Услыхав позавчера, как быстро наш наниматель согласился на заломленную мной цену, Гуго впал в ужас. Он, как и я, понял, что мы здорово продешевили и старик наверняка мог бы отстегнуть нам куда большую сумму. Редко, очень редко нам доводилось так оплошать. Но сказанного назад не воротишь. И если я уже успел смириться со своей промашкой, то де Бодье до сих пор мне ее не простил.

Чтобы восстановить свое честное имя, ему — пойманному некогда с поличным сенатору-взяточнику — требовалось выкупить у властей Аркис-Капетинга свое имущество. Все, какое он отдал в залог, дабы не угодить в тюрьму. Найти же иной, более благородный и доходный способ заработка, лишенный всего, кроме свободы и жизни, пятидесятилетний Сенатор не сумел. Он всегда был политиком, а не воином, но о политической карьере ему с подмоченной репутацией пришлось забыть.
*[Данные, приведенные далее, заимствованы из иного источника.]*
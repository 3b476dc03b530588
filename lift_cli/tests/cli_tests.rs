//! Integration tests for the lift binary.
//!
//! These tests verify end-to-end behavior including:
//! - Split and workout generation from a profile
//! - Seeded reproducibility and CSV export
//! - History logging feeding later suggestions
//! - Equipment checks and swaps

use assert_cmd::Command;
use predicates::prelude::*;
use std::fs;
use std::path::PathBuf;
use tempfile::TempDir;

const PUSH_PROFILE: &str = r#"{
    "age": 30,
    "level": "1",
    "goals": ["Get stronger"],
    "days": ["Monday", "Wednesday", "Friday"],
    "session_minutes": 60,
    "equipment": [
        {"name": "Olympic barbell"},
        {"name": "Bench"}
    ],
    "split": "Push-Pull-Legs",
    "workout_count": 0
}"#;

/// Helper to create a test data directory
fn setup_test_dir() -> TempDir {
    tempfile::tempdir().expect("Failed to create temp dir")
}

fn write_profile(dir: &TempDir, contents: &str) -> PathBuf {
    let path = dir.path().join("profile.json");
    fs::write(&path, contents).expect("Failed to write profile");
    path
}

/// CLI command isolated from the user's config and data directories
fn cli(dir: &TempDir) -> Command {
    let mut cmd = Command::new(assert_cmd::cargo::cargo_bin!("lift"));
    cmd.env("XDG_CONFIG_HOME", dir.path().join("config"))
        .arg("--data-dir")
        .arg(dir.path().join("data"));
    cmd
}

#[test]
fn test_cli_help() {
    Command::new(assert_cmd::cargo::cargo_bin!("lift"))
        .arg("--help")
        .assert()
        .success()
        .stdout(predicate::str::contains("Strength workout generator"));
}

#[test]
fn test_split_shows_today() {
    let temp_dir = setup_test_dir();
    let profile = write_profile(&temp_dir, PUSH_PROFILE);

    cli(&temp_dir)
        .arg("split")
        .arg("--profile")
        .arg(&profile)
        .assert()
        .success()
        .stdout(predicate::str::contains("Split: Push-Pull-Legs"))
        .stdout(predicate::str::contains("→ 1. Push"))
        .stdout(predicate::str::contains("Phase: Strength"));
}

#[test]
fn test_generate_push_day() {
    let temp_dir = setup_test_dir();
    let profile = write_profile(&temp_dir, PUSH_PROFILE);

    cli(&temp_dir)
        .arg("generate")
        .arg("--profile")
        .arg(&profile)
        .arg("--seed")
        .arg("7")
        .assert()
        .success()
        .stdout(predicate::str::contains("PUSH DAY (Strength)"))
        .stdout(predicate::str::contains("minutes"));
}

#[test]
fn test_generate_is_reproducible_with_seed() {
    let temp_dir = setup_test_dir();
    let profile = write_profile(&temp_dir, PUSH_PROFILE);

    let run = || {
        let output = cli(&temp_dir)
            .arg("generate")
            .arg("--profile")
            .arg(&profile)
            .arg("--seed")
            .arg("123")
            .arg("--json")
            .output()
            .expect("Failed to run lift");
        assert!(output.status.success());
        String::from_utf8(output.stdout).expect("stdout is not UTF-8")
    };

    let first = run();
    assert_eq!(first, run());

    let workout: serde_json::Value = serde_json::from_str(&first).expect("invalid JSON");
    assert_eq!(workout["day_label"], "Push");
    assert_eq!(workout["phase"], "Strength");
    assert_eq!(workout["budget"], 5);
}

#[test]
fn test_generate_writes_csv() {
    let temp_dir = setup_test_dir();
    let profile = write_profile(&temp_dir, PUSH_PROFILE);
    let csv_path = temp_dir.path().join("workout.csv");

    cli(&temp_dir)
        .arg("generate")
        .arg("--profile")
        .arg(&profile)
        .arg("--seed")
        .arg("1")
        .arg("--csv")
        .arg(&csv_path)
        .assert()
        .success()
        .stdout(predicate::str::contains("Wrote"));

    let content = fs::read_to_string(&csv_path).expect("Failed to read CSV");
    assert!(content.starts_with("order,exercise,modality,reps,weight,band,seconds,basis"));
    assert!(content.lines().count() > 1);
}

#[test]
fn test_log_then_suggest_progresses() {
    let temp_dir = setup_test_dir();
    let profile = write_profile(&temp_dir, PUSH_PROFILE);

    cli(&temp_dir)
        .args(["log", "--exercise", "Barbell bench press", "--phase", "Strength"])
        .args(["--weight", "100", "--reps", "5,5,5"])
        .assert()
        .success()
        .stdout(predicate::str::contains("Logged Barbell bench press"));

    let history = temp_dir.path().join("data").join("history.jsonl");
    let content = fs::read_to_string(&history).expect("Failed to read history");
    assert_eq!(content.lines().count(), 1);
    assert!(content.contains("\"reps\":[5,5,5]"));

    cli(&temp_dir)
        .arg("suggest")
        .arg("--profile")
        .arg(&profile)
        .args(["--exercise", "barbell bench press"])
        .assert()
        .success()
        .stdout(predicate::str::contains("Barbell bench press: 90 x 7 reps (progression)"));
}

#[test]
fn test_log_requires_reps_or_time() {
    let temp_dir = setup_test_dir();

    cli(&temp_dir)
        .args(["log", "--exercise", "Plank", "--phase", "Endurance"])
        .assert()
        .failure();
}

#[test]
fn test_log_rejects_unknown_phase() {
    let temp_dir = setup_test_dir();

    cli(&temp_dir)
        .args(["log", "--exercise", "Plank", "--phase", "Cardio", "--time", "30"])
        .assert()
        .failure();
}

#[test]
fn test_suggest_unknown_exercise_fails() {
    let temp_dir = setup_test_dir();
    let profile = write_profile(&temp_dir, PUSH_PROFILE);

    cli(&temp_dir)
        .arg("suggest")
        .arg("--profile")
        .arg(&profile)
        .args(["--exercise", "Moon squat"])
        .assert()
        .failure()
        .stderr(predicate::str::contains("Moon squat"));
}

#[test]
fn test_check_reports_purchase() {
    let temp_dir = setup_test_dir();
    let profile = write_profile(&temp_dir, PUSH_PROFILE);

    cli(&temp_dir)
        .arg("check")
        .arg("--profile")
        .arg(&profile)
        .args(["--exercise", "Dumbbell bench press"])
        .assert()
        .success()
        .stdout(predicate::str::contains("Missing for Dumbbell bench press: 2 Dumbbell"))
        .stdout(predicate::str::contains("To buy: dumbbells"));

    cli(&temp_dir)
        .arg("check")
        .arg("--profile")
        .arg(&profile)
        .args(["--exercise", "Barbell bench press"])
        .assert()
        .success()
        .stdout(predicate::str::contains("You have everything"));
}

#[test]
fn test_swap_modes() {
    let temp_dir = setup_test_dir();
    let profile = write_profile(&temp_dir, PUSH_PROFILE);

    cli(&temp_dir)
        .arg("swap")
        .arg("--profile")
        .arg(&profile)
        .args(["--exercise", "Barbell bench press", "--mode", "easy"])
        .assert()
        .success()
        .stdout(predicate::str::contains("Try Push up instead"));

    cli(&temp_dir)
        .arg("swap")
        .arg("--profile")
        .arg(&profile)
        .args(["--exercise", "Barbell bench press", "--mode", "challenge"])
        .assert()
        .success()
        .stdout(predicate::str::contains("Incline barbell bench press needs Incline bench"));

    cli(&temp_dir)
        .arg("swap")
        .arg("--profile")
        .arg(&profile)
        .args(["--exercise", "Barbell bench press", "--mode", "sideways"])
        .assert()
        .failure();
}

#[test]
fn test_invalid_profile_fails() {
    let temp_dir = setup_test_dir();
    let profile = write_profile(&temp_dir, r#"{"level": "1", "goals": ["Get lean"]}"#);

    cli(&temp_dir)
        .arg("generate")
        .arg("--profile")
        .arg(&profile)
        .assert()
        .failure();
}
Второй страстью Гуго — неразрывной страстью — являлись вино и женщины, а третьей, как ни странно, — изобретательство. Когда он не пропадал в кабаках и борделях, то непременно разгадывал какую-нибудь техническую головоломку или собирал очередной механизм, пусть даже заведомо бесполезный. Пытливый ум де Бодье регулярно нуждался в подобной стимуляции, вот почему судьба и привела его в итоге на борт «Гольфстрима».